“The right person, the wrong time
The right script, the wrong line
The right poem, the wrong rhyme
And a piece of you that was never mine”
I met her the winter of 1997. Snow clung to all of the trees, and the branches groaned underneath the weight. I met her in the winter of 1997, just as the first bell for school rang, its loud clang vibrating in the air. She was wearing a yellow jacket, yellow rainboots, and a yellow bow in her hair. I had never liked the color yellow before - in fact, I had cringed when my mother offered me yellow backpacks, notebooks, lunch boxes. But this time I didn't shy away.
She said her name was Stephanie around a mouthful of sandwich, the sound muffled by her food. But I understood anyways. And I felt like maybe I understood the girl in yellow, too.
But then we were in middle school, and I heard by word of mouth that she was in love with someone. She was crushing hard. You could see her at the edge of the basketball court, watching him with those big blue eyes of hers. Sometimes he said hi to her. Most times he didn’t. She didn't seem to notice anyways - he was just perfect. That's what all the girls said. He was so cute. His brown eyes were dreamy. And I realized I wasn't any of those things; but I wanted to be for her. I did the things she wished he would do. And it didn't matter a bit.
Until she went to that Halloween party with me. Until we found ourselves alone, secluded. I saw then, something in her eyes, something that wanted me to make a move. Her white makeup got on my cheeks as I kissed her and kissed her and kissed her. But I moved too fast, moved right when she wanted me to move left, and she pulled away, angry like the slap she left on my cheek as she left. I was following the script but I didn't understand my cue. I came out onto the stage too fast and made a fool of myself, the crowd laughing as I stood there dumbfounded. Confused.

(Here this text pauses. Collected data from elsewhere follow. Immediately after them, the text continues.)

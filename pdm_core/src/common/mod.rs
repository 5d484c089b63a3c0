pub mod enums;
pub mod pdm_error;
pub mod time;
pub mod utils;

Then she was in college. And she was writing for a contest. I helped her over the phone, supplied her with a line here and there. I quoted Shakespeare. Hoped it would mean something -anything- and help me win the girl. But she took them as just lines, and not as feelings. She wrote the poem. She thanked me. And I wanted to scream - I'm sorry I'm an idiot. I didn't understand years ago. Now you don't understand. And I felt the girl in the yellow coat, with the blue eyes and the reddish hair, slip away through misunderstanding and confusion and years of separation. And I gave up on the girl.
I found another girl to call my love - she giggled at my jokes. She thought it was sweet when I quoted poems. She liked watching plays. She knew all the lines. The girl I met at a coffee shop came to be my wife. She saw my entrance before I even made one. She was waiting for me up on the stage, watching the crowd with a frozen smile on her face. And when I walked out hesitantly towards her, she gave me an encouraging smile. She knew all the lines - all my lines.
And then I saw the girl with the yellow coat, now the woman with the crying two-year-old. She struggled with the baby on her hip, her laugh revealing crows feet. She was old - she was a woman. But she was her.
And as we talked in the middle of the grocery store about life since high school, college; I knew I had said all the wrong things. I wasn't what she wanted after all. I thought I had a piece of her in my heart, I thought there was a piece of me in her soul. But I understood then, as she walked away, asking her little girl if she was ready to see her daddy, that the little girl in the yellow coat, the high school academic with her nose in a book, the woman who crossed a stage to a diploma, walked the aisle to the man of her dreams, was never mine. There was no piece of me in her being. There was no piece of her in my bones. There was a piece of her that was never mine - every smile, every look, every kiss - none of it was ever mine.
And I oddly didn't feel upset about it; I just walked home to someone who was mine.